** Opening AVAILABLE RECORDS block **

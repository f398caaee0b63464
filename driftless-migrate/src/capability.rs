//! Dialect capabilities.
//!
//! Generators ask for a [`Capability`] before rendering an operation, so an
//! unsupported operation becomes an error before any SQL reaches the server.

use std::cmp::Ordering;
use std::fmt;

use driftless_model::Dialect;

use crate::error::MigrationError;
use crate::script::Operation;

/// Lowest SQLite release supporting `ALTER TABLE ... DROP COLUMN`.
pub const SQLITE_DROP_COLUMN_VERSION: ServerVersion = ServerVersion::new(3, 35, 0);

/// A dotted server version.
#[derive(Debug, Clone, Copy, PartialEq, Eq, Hash, Default)]
pub struct ServerVersion {
    /// Major version.
    pub major: u32,
    /// Minor version.
    pub minor: u32,
    /// Patch version.
    pub patch: u32,
}

impl ServerVersion {
    /// Create a version.
    pub const fn new(major: u32, minor: u32, patch: u32) -> Self {
        Self {
            major,
            minor,
            patch,
        }
    }

    /// Parse the leading numeric components of a version string such as
    /// `3.45.1`, `8.0.36-0ubuntu0.22.04.1`, `16.2 (Debian 16.2-1)` or
    /// `15.0.2000.5`. Missing components are zero.
    pub fn parse(text: &str) -> Option<Self> {
        let start = text.find(|c: char| c.is_ascii_digit())?;
        let mut parts = text[start..]
            .split(|c: char| !c.is_ascii_digit())
            .take_while(|part| !part.is_empty())
            .map(str::parse::<u32>);

        let major = parts.next()?.ok()?;
        let minor = parts.next().and_then(Result::ok).unwrap_or(0);
        let patch = parts.next().and_then(Result::ok).unwrap_or(0);
        Some(Self::new(major, minor, patch))
    }
}

impl PartialOrd for ServerVersion {
    fn partial_cmp(&self, other: &Self) -> Option<Ordering> {
        Some(self.cmp(other))
    }
}

impl Ord for ServerVersion {
    fn cmp(&self, other: &Self) -> Ordering {
        (self.major, self.minor, self.patch).cmp(&(other.major, other.minor, other.patch))
    }
}

impl fmt::Display for ServerVersion {
    fn fmt(&self, f: &mut fmt::Formatter<'_>) -> fmt::Result {
        write!(f, "{}.{}.{}", self.major, self.minor, self.patch)
    }
}

/// Whether a dialect can perform an operation.
#[derive(Debug, Clone, PartialEq, Eq)]
pub struct Capability {
    /// Whether the operation is supported.
    pub supported: bool,
    /// Why not, and what to do instead.
    pub reason: String,
}

impl Capability {
    /// A supported operation.
    pub fn supported() -> Self {
        Self {
            supported: true,
            reason: String::new(),
        }
    }

    /// An unsupported operation.
    pub fn unsupported(reason: impl Into<String>) -> Self {
        Self {
            supported: false,
            reason: reason.into(),
        }
    }

    /// Turn an unsupported capability into an error.
    pub fn require(self, operation: &str, dialect: Dialect) -> Result<(), MigrationError> {
        if self.supported {
            Ok(())
        } else {
            Err(MigrationError::unsupported(operation, dialect, self.reason))
        }
    }
}

/// Capability of `dialect` at `version` for `operation`. An unknown version
/// is assumed current.
pub fn capability(
    dialect: Dialect,
    version: Option<ServerVersion>,
    operation: Operation,
) -> Capability {
    match (dialect, operation) {
        (Dialect::Sqlite, Operation::DropColumn) => match version {
            Some(v) if v < SQLITE_DROP_COLUMN_VERSION => Capability::unsupported(format!(
                "ALTER TABLE ... DROP COLUMN requires SQLite {} or later (server is {}); \
                 rebuild the table manually or upgrade SQLite",
                SQLITE_DROP_COLUMN_VERSION, v
            )),
            _ => Capability::supported(),
        },
        (Dialect::Sqlite, Operation::AlterColumn) => Capability::unsupported(
            "SQLite cannot change a column's type or nullability in place; \
             the table must be rebuilt manually",
        ),
        _ => Capability::supported(),
    }
}

/// Capability of adding a primary-key column to an existing table.
pub fn add_primary_key_capability(dialect: Dialect) -> Capability {
    match dialect {
        Dialect::Sqlite => Capability::unsupported(
            "SQLite cannot add a PRIMARY KEY column to an existing table; \
             the table must be rebuilt manually",
        ),
        _ => Capability::supported(),
    }
}
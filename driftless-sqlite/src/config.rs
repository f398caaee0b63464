//! SQLite configuration.

use std::path::{Path, PathBuf};

use crate::error::{SqliteError, SqliteResult};

/// SQLite database configuration.
#[derive(Debug, Clone)]
pub struct SqliteConfig {
    /// Database location.
    pub path: DatabasePath,
    /// Enable foreign keys.
    pub foreign_keys: bool,
    /// Busy timeout in milliseconds.
    pub busy_timeout_ms: Option<u32>,
    /// Journal mode.
    pub journal_mode: JournalMode,
}

/// Database location.
#[derive(Debug, Clone, Default, PartialEq, Eq)]
pub enum DatabasePath {
    /// In-memory database, private to its connection.
    #[default]
    Memory,
    /// File-based database.
    File(PathBuf),
}

impl DatabasePath {
    /// Check if this is an in-memory database.
    pub fn is_memory(&self) -> bool {
        matches!(self, Self::Memory)
    }

    /// The database file, if any.
    pub fn file(&self) -> Option<&Path> {
        match self {
            Self::Memory => None,
            Self::File(path) => Some(path),
        }
    }

    /// URL-style identity of the database.
    pub fn identity(&self) -> String {
        match self {
            Self::Memory => "sqlite::memory:".to_string(),
            Self::File(path) => {
                let path = path.canonicalize().unwrap_or_else(|_| path.clone());
                format!("sqlite://{}", path.display())
            }
        }
    }
}

/// SQLite journal mode.
#[derive(Debug, Clone, Copy, Default, PartialEq, Eq)]
pub enum JournalMode {
    /// Delete the journal after each transaction.
    #[default]
    Delete,
    /// Write-ahead logging.
    Wal,
    /// Keep the journal in memory.
    Memory,
}

impl JournalMode {
    /// Get the SQLite pragma value.
    pub fn as_pragma(&self) -> &'static str {
        match self {
            Self::Delete => "DELETE",
            Self::Wal => "WAL",
            Self::Memory => "MEMORY",
        }
    }

    fn parse(value: &str) -> Option<Self> {
        match value.to_ascii_lowercase().as_str() {
            "delete" => Some(Self::Delete),
            "wal" => Some(Self::Wal),
            "memory" => Some(Self::Memory),
            _ => None,
        }
    }
}

impl Default for SqliteConfig {
    fn default() -> Self {
        Self {
            path: DatabasePath::Memory,
            foreign_keys: true,
            busy_timeout_ms: Some(5000),
            journal_mode: JournalMode::Delete,
        }
    }
}

impl SqliteConfig {
    /// Configuration for an in-memory database.
    pub fn memory() -> Self {
        Self::default()
    }

    /// Configuration for a file-based database.
    pub fn file(path: impl AsRef<Path>) -> Self {
        Self {
            path: DatabasePath::File(path.as_ref().to_path_buf()),
            ..Default::default()
        }
    }

    /// Parse a SQLite URL into configuration.
    ///
    /// Supported formats:
    /// - `sqlite::memory:` or `:memory:`
    /// - `sqlite://path/to/db.sqlite`
    /// - `sqlite:path/to/db.sqlite`
    /// - a bare file path
    ///
    /// Query options: `foreign_keys`, `busy_timeout`, `journal_mode`.
    pub fn from_url(url: impl AsRef<str>) -> SqliteResult<Self> {
        let url = url.as_ref().trim();
        let (location, query) = match url.split_once('?') {
            Some((location, query)) => (location, Some(query)),
            None => (url, None),
        };

        let path = location
            .strip_prefix("sqlite://")
            .or_else(|| location.strip_prefix("sqlite:"))
            .unwrap_or(location);

        let mut config = match path {
            "" => return Err(SqliteError::config("database path is required")),
            ":memory:" => Self::memory(),
            path => Self::file(path),
        };

        for pair in query.into_iter().flat_map(|q| q.split('&')) {
            let Some((key, value)) = pair.split_once('=') else {
                continue;
            };
            match key {
                "foreign_keys" => config.foreign_keys = value == "true" || value == "1",
                "busy_timeout" => {
                    let ms = value
                        .parse()
                        .map_err(|_| SqliteError::config(format!("invalid busy_timeout '{}'", value)))?;
                    config.busy_timeout_ms = Some(ms);
                }
                "journal_mode" => {
                    config.journal_mode = JournalMode::parse(value).ok_or_else(|| {
                        SqliteError::config(format!("unknown journal_mode '{}'", value))
                    })?;
                }
                _ => {}
            }
        }

        Ok(config)
    }

    /// Pragmas run when a connection opens.
    pub fn init_sql(&self) -> String {
        let mut sql = format!(
            "PRAGMA foreign_keys = {};\n",
            if self.foreign_keys { "ON" } else { "OFF" }
        );
        if !self.path.is_memory() {
            sql.push_str(&format!(
                "PRAGMA journal_mode = {};\n",
                self.journal_mode.as_pragma()
            ));
        }
        if let Some(timeout) = self.busy_timeout_ms {
            sql.push_str(&format!("PRAGMA busy_timeout = {};\n", timeout));
        }
        sql
    }

    /// Enable or disable foreign keys.
    pub fn foreign_keys(mut self, enabled: bool) -> Self {
        self.foreign_keys = enabled;
        self
    }

    /// Set the busy timeout in milliseconds.
    pub fn busy_timeout(mut self, ms: u32) -> Self {
        self.busy_timeout_ms = Some(ms);
        self
    }

    /// Set the journal mode.
    pub fn journal_mode(mut self, mode: JournalMode) -> Self {
        self.journal_mode = mode;
        self
    }
}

** Closing AVAILABLE RECORDS block **

> **EXERCISE DETAILS**:
Go over the entries above and tally the lines holding "ServerVersion"; please answer with the number alone.

> **RESPONSE TO THIS TASK**:
7